BEGIN DATA FOR THE TASK
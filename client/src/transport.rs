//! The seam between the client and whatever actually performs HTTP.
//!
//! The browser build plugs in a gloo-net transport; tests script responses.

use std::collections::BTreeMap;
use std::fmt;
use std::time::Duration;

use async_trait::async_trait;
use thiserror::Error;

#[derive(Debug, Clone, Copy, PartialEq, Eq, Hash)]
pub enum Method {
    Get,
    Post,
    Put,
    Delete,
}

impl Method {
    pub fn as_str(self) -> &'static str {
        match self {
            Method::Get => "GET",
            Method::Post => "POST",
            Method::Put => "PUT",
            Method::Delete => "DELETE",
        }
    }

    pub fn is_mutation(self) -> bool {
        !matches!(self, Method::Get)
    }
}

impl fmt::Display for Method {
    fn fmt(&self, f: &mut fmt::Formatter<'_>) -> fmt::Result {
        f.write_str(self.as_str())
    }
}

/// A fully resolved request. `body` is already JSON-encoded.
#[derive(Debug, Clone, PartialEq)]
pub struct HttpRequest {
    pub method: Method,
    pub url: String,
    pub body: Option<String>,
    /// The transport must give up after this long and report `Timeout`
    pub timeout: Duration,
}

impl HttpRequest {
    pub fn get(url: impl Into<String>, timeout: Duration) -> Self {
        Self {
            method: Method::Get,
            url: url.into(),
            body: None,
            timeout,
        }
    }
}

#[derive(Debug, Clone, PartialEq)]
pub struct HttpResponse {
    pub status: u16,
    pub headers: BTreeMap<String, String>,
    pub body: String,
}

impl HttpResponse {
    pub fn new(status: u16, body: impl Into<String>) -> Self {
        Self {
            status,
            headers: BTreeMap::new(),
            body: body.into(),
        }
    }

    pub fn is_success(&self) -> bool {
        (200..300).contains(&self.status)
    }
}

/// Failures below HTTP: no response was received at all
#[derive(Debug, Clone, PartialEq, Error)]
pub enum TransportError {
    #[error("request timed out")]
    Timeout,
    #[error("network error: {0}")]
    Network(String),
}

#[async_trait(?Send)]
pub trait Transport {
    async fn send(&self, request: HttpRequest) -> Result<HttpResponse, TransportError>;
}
END DATA FOR THE TASK
_WORK INSTRUCTION_: Counting lines with the word "enum" in the listing, state the resulting number and nothing else.

_TASK RESPONSE_: 2